Du bon usage de Mohamed Merah

Version imprimable

La dérive violente et criminelle de Mohamed Merah a remis le thème de la sécurité au cœur de la campagne présidentielle favorisant notamment la droite et l’extrême droite. Pour le chroniqueur BERIL DEDEOGLU, une instrumentalisation de cette l’affaire pourrait se retourner contre ses auteurs. 

La semaine dernière, Mohamed Merah a assassiné trois soldats français, deux d’origine marocaine et un troisième originaire des Antilles. Plus récemment, il a attaqué une école juive, tuant quatre personnes, dont trois enfants. Assiégé par la police, il a avoué ses crimes avant d’être abattu. Il n’est néanmoins pas encore prouvé qu’il ait agi seul dans ces crimes horribles. Nous devons d’abord présenter nos condoléances à la famille et aux amis des victimes. Leur douleur est incommensurable, car ils ont perdu leurs proches de la manière la plus abrupte et la plus cruelle qui soit : dans une attaque terroriste. Les cibles choisies par Merah prouvent qu’il partage les idées des groupes radicaux actifs en Afghanistan et que ces idées, il a résolu de les défendre sur le sol européen. Il estime que la France n’a pas le droit d’envoyer des troupes en Afghanistan, qu’Israël est responsable de tous les maux du monde musulman, et il pense sans doute que les musulmans de France qui ne partagent pas ses convictions sont des traîtres. Il pensait probablement que la violence était la seule manière d’exprimer ses convictions. Une question s’impose néanmoins : pourquoi avoir attendu aussi longtemps ? La présence de la France en Afghanistan ne date pas d’aujourd’hui, pas plus que la pression israélienne sur la bande de Gaza, et il y a des décennies que des musulmans servent dans l’armée française. Donc qu’est-ce qui s’est produit la semaine dernière qui ait pu pousser le jeune homme à passer à l’acte ? Bien entendu, nous ne pouvons pas connaître ses pensées intimes ou ce qu’était exactement ses motivations. Et maintenant qu’il est mort, nous ne le saurons jamais. S’il avait été capturé vivant et interrogé, sans doute serait-il plus aisé de prévenir des drames de ce genre à l’avenir. 
 
Y a-t-il un «Etat profond» en France ?
Les gens se feront naturellement leur idée sur ce qui a pu pousser le jeune homme à penser que le temps était venu de passer à l’action. Sans doute le débat sur l’immigration, omniprésent dans la campagne présidentielle, a-t-il alimenté sa colère, mais qui sait ? Peut-être sa colère était-elle dirigée contre Nicolas Sarkozy et a-t-il voulu le punir, sans qu’il soit venu à son esprit que par cet acte il servirait en définitive les intérêts du candidat à la présidentielle.

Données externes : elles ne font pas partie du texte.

//! Cross-cutting behaviour of the auction on a shared ledger: ordering,
//! fencing, endorsement and tamper evidence.

use auction_ledger::{LedgerError, MemoryLedger};
use auction_module::{state, AuctionCall, AuctionError};
use auction_types::{AuctionStatus, ClientId, Identity, OrgId};
use rand::rngs::OsRng;

use crate::support::*;

#[test]
fn test_status_only_moves_forward() -> anyhow::Result<()> {
    init_tracing();
    let ledger = MemoryLedger::new();
    let seller = seller(&ledger);
    let x = bidder(&ledger, "X", "OrgX");

    let mut seen = Vec::new();
    seller.create_auction(AUCTION, "vase")?;
    seen.push(seller.auction(AUCTION)?.status);
    let k1 = x.bid(AUCTION, 10)?;
    seen.push(seller.auction(AUCTION)?.status);
    seller.close_auction(AUCTION)?;
    seen.push(seller.auction(AUCTION)?.status);
    x.reveal_bid(AUCTION, &k1)?;
    seen.push(seller.auction(AUCTION)?.status);
    seller.end_auction(AUCTION)?;
    seen.push(seller.auction(AUCTION)?.status);

    assert!(seen.windows(2).all(|w| w[0] <= w[1]));
    assert_eq!(seen.last(), Some(&AuctionStatus::Ended));

    // everything is frozen once ended
    let ended = seller.auction(AUCTION)?;
    assert!(matches!(
        auction_err(seller.close_auction(AUCTION)),
        AuctionError::AuctionNotOpen { got: AuctionStatus::Ended }
    ));
    assert!(matches!(
        auction_err(seller.end_auction(AUCTION)),
        AuctionError::AuctionNotClosed { got: AuctionStatus::Ended }
    ));
    assert!(matches!(
        auction_err(x.bid(AUCTION, 500)),
        AuctionError::AuctionNotOpen { got: AuctionStatus::Ended }
    ));
    assert!(matches!(
        auction_err(x.reveal_bid(AUCTION, &k1)),
        AuctionError::AuctionNotClosed { got: AuctionStatus::Ended }
    ));
    assert_eq!(seller.auction(AUCTION)?, ended);
    Ok(())
}

#[test]
fn test_single_bit_change_is_rejected() -> anyhow::Result<()> {
    init_tracing();
    let ledger = MemoryLedger::new();
    let seller = seller(&ledger);
    let x = bidder(&ledger, "X", "OrgX");

    seller.create_auction(AUCTION, "vase")?;
    let k1 = x.bid(AUCTION, 0xA5A5)?;
    seller.close_auction(AUCTION)?;
    let value = x.own_bid(AUCTION, &k1)?;

    for bit in 0..64 {
        let mut forged = value.clone();
        forged.price ^= 1 << bit;
        assert_eq!(
            auction_err(x.reveal_value(AUCTION, &k1, &forged)),
            AuctionError::CommitmentMismatch(k1.clone()),
            "price bit {bit}"
        );
    }
    for byte in [0usize, 31] {
        let mut forged = value.clone();
        forged.salt.0[byte] ^= 0x01;
        assert_eq!(
            auction_err(x.reveal_value(AUCTION, &k1, &forged)),
            AuctionError::CommitmentMismatch(k1.clone())
        );
    }

    assert_eq!(x.reveal_bid(AUCTION, &k1)?, 0xA5A5);
    Ok(())
}

#[test]
fn test_duplicate_submission() -> anyhow::Result<()> {
    init_tracing();
    let ledger = MemoryLedger::new();
    let seller = seller(&ledger);
    let x = bidder(&ledger, "X", "OrgX");

    seller.create_auction(AUCTION, "vase")?;
    let k1 = x.bid(AUCTION, 10)?;
    let value = x.own_bid(AUCTION, &k1)?;
    let commitment = auction_crypto::commit(&value)?;

    assert_eq!(
        auction_err(x.submit_commitment(AUCTION, &k1, &commitment)),
        AuctionError::BidAlreadyExists(k1)
    );
    assert_eq!(seller.auction(AUCTION)?.commitments.len(), 1);
    Ok(())
}

#[test]
fn test_queries_do_not_change_state() -> anyhow::Result<()> {
    init_tracing();
    let ledger = MemoryLedger::new();
    let seller = seller(&ledger);
    let x = bidder(&ledger, "X", "OrgX");

    seller.create_auction(AUCTION, "vase")?;
    let k1 = x.bid(AUCTION, 10)?;
    let height = ledger.height();

    let first = x.auction(AUCTION)?;
    let second = x.auction(AUCTION)?;
    assert_eq!(first, second);
    assert_eq!(first, seller.auction(AUCTION)?);
    assert_eq!(x.own_bid(AUCTION, &k1)?, x.own_bid(AUCTION, &k1)?);
    assert_eq!(ledger.height(), height);
    Ok(())
}

/// Two bidders endorse against the same snapshot; only the first commit wins.
#[test]
fn test_concurrent_submissions_first_committer_wins() -> anyhow::Result<()> {
    init_tracing();
    let ledger = MemoryLedger::new();
    let seller = seller(&ledger);
    let x = bidder(&ledger, "X", "OrgX");
    let y = bidder(&ledger, "Y", "OrgY");
    seller.create_auction(AUCTION, "vase")?;

    let px = auction_client::create_bid(x.identity(), 10, &mut OsRng)?;
    let py = auction_client::create_bid(y.identity(), 20, &mut OsRng)?;
    let kx = x.store_bid(AUCTION, &px)?;
    let ky = y.store_bid(AUCTION, &py)?;

    let submit = |bid_key: &auction_types::BidKey, commitment| AuctionCall::SubmitCommitment {
        auction_id: AUCTION.to_string(),
        bid_key: bid_key.clone(),
        commitment,
    };
    let (_, tx_x) = x.endorse(&submit(&kx, px.commitment), &x.endorsers_for(AUCTION)?)?;
    let (_, tx_y) = y.endorse(&submit(&ky, py.commitment), &y.endorsers_for(AUCTION)?)?;

    ledger.commit(tx_x)?;
    assert!(matches!(ledger.commit(tx_y), Err(LedgerError::MvccConflict(_))));

    let auction = seller.auction(AUCTION)?;
    assert!(auction.commitments.contains_key(&kx));
    assert!(!auction.commitments.contains_key(&ky));

    // a retry on the new state goes through and nothing is lost
    y.submit_commitment(AUCTION, &ky, &py.commitment)?;
    let auction = seller.auction(AUCTION)?;
    assert_eq!(auction.commitments.len(), 2);
    assert_eq!(auction.commitments[&kx].sequence, 0);
    assert_eq!(auction.commitments[&ky].sequence, 1);
    assert_eq!(
        auction.parties,
        vec![OrgId::new("SellerOrg"), OrgId::new("OrgX"), OrgId::new("OrgY")]
    );
    Ok(())
}

/// A close that commits first fences a submission endorsed before it.
#[test]
fn test_close_fences_in_flight_submission() -> anyhow::Result<()> {
    init_tracing();
    let ledger = MemoryLedger::new();
    let seller = seller(&ledger);
    let x = bidder(&ledger, "X", "OrgX");
    seller.create_auction(AUCTION, "vase")?;

    let prepared = auction_client::create_bid(x.identity(), 10, &mut OsRng)?;
    let bid_key = x.store_bid(AUCTION, &prepared)?;
    let call = AuctionCall::SubmitCommitment {
        auction_id: AUCTION.to_string(),
        bid_key: bid_key.clone(),
        commitment: prepared.commitment,
    };
    let (_, in_flight) = x.endorse(&call, &x.endorsers_for(AUCTION)?)?;

    seller.close_auction(AUCTION)?;
    assert!(matches!(ledger.commit(in_flight), Err(LedgerError::MvccConflict(_))));

    let auction = seller.auction(AUCTION)?;
    assert_eq!(auction.status, AuctionStatus::Closed);
    assert!(auction.commitments.is_empty());
    assert!(matches!(
        auction_err(x.submit_commitment(AUCTION, &bid_key, &prepared.commitment)),
        AuctionError::AuctionNotOpen { got: AuctionStatus::Closed }
    ));
    Ok(())
}

/// Finalization needs the endorsement of every party.
#[test]
fn test_end_requires_every_party() -> anyhow::Result<()> {
    init_tracing();
    let ledger = MemoryLedger::new();
    let seller = seller(&ledger);
    let x = bidder(&ledger, "X", "OrgX");
    let y = bidder(&ledger, "Y", "OrgY");

    seller.create_auction(AUCTION, "vase")?;
    let kx = x.bid(AUCTION, 100)?;
    y.bid(AUCTION, 500)?;
    seller.close_auction(AUCTION)?;
    x.reveal_bid(AUCTION, &kx)?;

    // skip OrgY, whose peer would report its hidden bid
    let call = AuctionCall::EndAuction {
        auction_id: AUCTION.to_string(),
    };
    configure_peers(&ledger, &["SellerOrg", "OrgX"], LENIENT_AUDIT);
    let result = seller.submit(&call, &[OrgId::new("SellerOrg"), OrgId::new("OrgX")]);
    assert!(matches!(
        auction_err(result),
        AuctionError::Ledger(LedgerError::EndorsementPolicyFailure { missing, .. })
            if missing == vec![OrgId::new("OrgY")]
    ));

    let auction = seller.auction(AUCTION)?;
    assert_eq!(auction.status, AuctionStatus::Closed);
    assert!(auction.winner.is_none());
    Ok(())
}

/// With silent organizations trusted to audit themselves, each peer only
/// blocks on what it can see.
#[test]
fn test_lenient_audit_relies_on_owning_org() -> anyhow::Result<()> {
    init_tracing();
    let ledger = MemoryLedger::new();
    configure_peers(&ledger, &["SellerOrg", "OrgX", "OrgY"], LENIENT_AUDIT);
    let seller = seller(&ledger);
    let x = bidder(&ledger, "X", "OrgX");
    let y = bidder(&ledger, "Y", "OrgY");

    seller.create_auction(AUCTION, "vase")?;
    let kx = x.bid(AUCTION, 100)?;
    let ky = y.bid(AUCTION, 500)?;
    seller.close_auction(AUCTION)?;
    x.reveal_bid(AUCTION, &kx)?;

    // OrgY's own peer still refuses
    assert_eq!(
        auction_err(seller.end_auction(AUCTION)),
        AuctionError::UnrevealedHigherBidExists(ky.clone())
    );
    assert!(seller.auction(AUCTION)?.winner.is_none());

    y.reveal_bid(AUCTION, &ky)?;
    assert_eq!(seller.end_auction(AUCTION)?.bidder, ClientId::new("Y"));

    // a hidden lower bid of a silent organization does not block
    let ledger = MemoryLedger::new();
    configure_peers(&ledger, &["SellerOrg", "OrgX", "OrgY"], LENIENT_AUDIT);
    let seller = crate::support::seller(&ledger);
    let x = bidder(&ledger, "X", "OrgX");
    let y = bidder(&ledger, "Y", "OrgY");
    seller.create_auction(AUCTION, "vase")?;
    let kx = x.bid(AUCTION, 100)?;
    y.bid(AUCTION, 50)?;
    seller.close_auction(AUCTION)?;
    x.reveal_bid(AUCTION, &kx)?;
    assert_eq!(seller.end_auction(AUCTION)?.bidder, ClientId::new("X"));
    Ok(())
}

/// Audit policy belongs to each peer: a lenient seller peer does not relax
/// the checks of the other parties' peers.
#[test]
fn test_audit_policy_is_per_peer() -> anyhow::Result<()> {
    init_tracing();
    let ledger = MemoryLedger::new();
    configure_peers(&ledger, &["SellerOrg"], LENIENT_AUDIT);
    let seller = seller(&ledger);
    let x = bidder(&ledger, "X", "OrgX");
    let y = bidder(&ledger, "Y", "OrgY");

    seller.create_auction(AUCTION, "vase")?;
    let kx = x.bid(AUCTION, 100)?;
    let ky = y.bid(AUCTION, 500)?;
    seller.close_auction(AUCTION)?;
    x.reveal_bid(AUCTION, &kx)?;

    assert_eq!(
        auction_err(seller.end_auction(AUCTION)),
        AuctionError::UnrevealedHigherBidExists(ky)
    );
    assert_eq!(seller.auction(AUCTION)?.status, AuctionStatus::Closed);
    Ok(())
}

/// Client ids are scoped to their organization.
#[test]
fn test_namesake_in_another_org_has_no_rights() -> anyhow::Result<()> {
    init_tracing();
    let ledger = MemoryLedger::new();
    let seller = seller(&ledger);
    let x = bidder(&ledger, "X", "OrgX");
    let fake_seller = bidder(&ledger, "seller", "OrgX");
    let fake_x = bidder(&ledger, "X", "OrgY");

    seller.create_auction(AUCTION, "vase")?;
    let kx = x.bid(AUCTION, 100)?;
    assert_eq!(auction_err(fake_seller.close_auction(AUCTION)), AuctionError::NotSeller);
    assert_eq!(seller.auction(AUCTION)?.status, AuctionStatus::Open);

    seller.close_auction(AUCTION)?;
    let value = x.own_bid(AUCTION, &kx)?;
    assert_eq!(
        auction_err(fake_x.reveal_value(AUCTION, &kx, &value)),
        AuctionError::NotBidOwner
    );
    x.reveal_bid(AUCTION, &kx)?;
    assert_eq!(auction_err(fake_seller.end_auction(AUCTION)), AuctionError::NotSeller);

    assert_eq!(seller.end_auction(AUCTION)?.bidder, ClientId::new("X"));
    Ok(())
}

#[test]
fn test_equal_prices_go_to_first_commitment() -> anyhow::Result<()> {
    init_tracing();
    let ledger = MemoryLedger::new();
    let seller = seller(&ledger);
    let x = bidder(&ledger, "X", "OrgX");
    let y = bidder(&ledger, "Y", "OrgY");

    seller.create_auction(AUCTION, "vase")?;
    let first = y.bid(AUCTION, 75)?;
    let second = x.bid(AUCTION, 75)?;
    seller.close_auction(AUCTION)?;
    x.reveal_bid(AUCTION, &second)?;
    y.reveal_bid(AUCTION, &first)?;

    let winner = seller.end_auction(AUCTION)?;
    assert_eq!(winner.bidder, ClientId::new("Y"));
    assert_eq!(winner.price, 75);
    Ok(())
}

/// The owning organization rewrites a committed bid in its private storage.
#[test]
fn test_tampered_private_bid_is_detected() -> anyhow::Result<()> {
    init_tracing();
    let ledger = MemoryLedger::new();
    let seller = seller(&ledger);
    let x = bidder(&ledger, "X", "OrgX");

    seller.create_auction(AUCTION, "vase")?;
    let k1 = x.bid(AUCTION, 100)?;
    seller.close_auction(AUCTION)?;
    let original = x.own_bid(AUCTION, &k1)?;

    let mut raised = original.clone();
    raised.price = 1_000;
    let identity: Identity = x.identity().clone();
    ledger.submit::<_, AuctionError, _>(&identity, &[identity.org.clone()], |stub| {
        state::put_commitment(stub, &identity.org, &k1, &raised).map(|_| ())
    })?;

    // neither the new nor the original value can be revealed
    assert_eq!(
        auction_err(x.reveal_value(AUCTION, &k1, &raised)),
        AuctionError::CommitmentMismatch(k1.clone())
    );
    assert_eq!(
        auction_err(x.reveal_value(AUCTION, &k1, &original)),
        AuctionError::CommitmentMismatch(k1.clone())
    );
    Ok(())
}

Sarkozy aura maintenant beau jeu de dire : «Vous voyez, j’avais raison sur l’immigration.» Ses idées gagneront en popularité et peut-être Merah sera-t-il celui qui aura permis à Sarkozy d’être réélu. Nous ne tarderons pas à voir quelles conséquences cet événement aura sur le choix des électeurs. Quand on vit en Turquie, des idées singulières vous viennent à l’esprit. Par exemple, je me demande s’il n’y aurait pas un «Etat profond» en France. Le jeune homme de 23 ans est mort après un affrontement de 32 heures avec une troupe d’élite de la police qui essayait de le capturer vivant. En tant que pays qui a une certaine expérience en matière de lutte antiterroriste, il est clair pour nous que cette opération était un échec. Mais peut-être pas sur tous les plans : tout le monde a pu voir que la maison n’a pas été prise d’assaut immédiatement, et que des négociations sérieuses ont été entreprises. 
 
Des zones d’ombres demeurent
Pendant ce temps, tous les candidats à la présidentielle — Nicolas Sarkozy y compris — ont eu l’occasion d’assister à la scène. En d’autres termes, les responsables politiques pourront dire haut et fort : «Nous avons fait tout ce qui était en notre pouvoir.» D’autres questions viennent également à l’esprit. Par exemple : pourquoi le président a-t-il décidé de se rendre immédiatement sur les lieux ? Ou encore : la présence du ministre de l’Intérieur était-elle vraiment nécessaire pour mener une opération de police ? Mais sans doute ne faudrait-il pas brouiller davantage les pistes... D’après les déclarations officielles, il y a au moins 25 autres individus comparables à Merah en France. Si je vivais en France et si j’avais été témoin d’un grave attentat islamiste, je serais pris de panique. La panique conduit les gens à demander plus de sécurité à leurs dirigeants. Jouons à l’avocat du diable : en axant votre politique sur les questions de «sécurité», vous risquez de perdre des voix en un rien de temps si après tous ces discours vous ne parvenez pas à assurer cette même sécurité.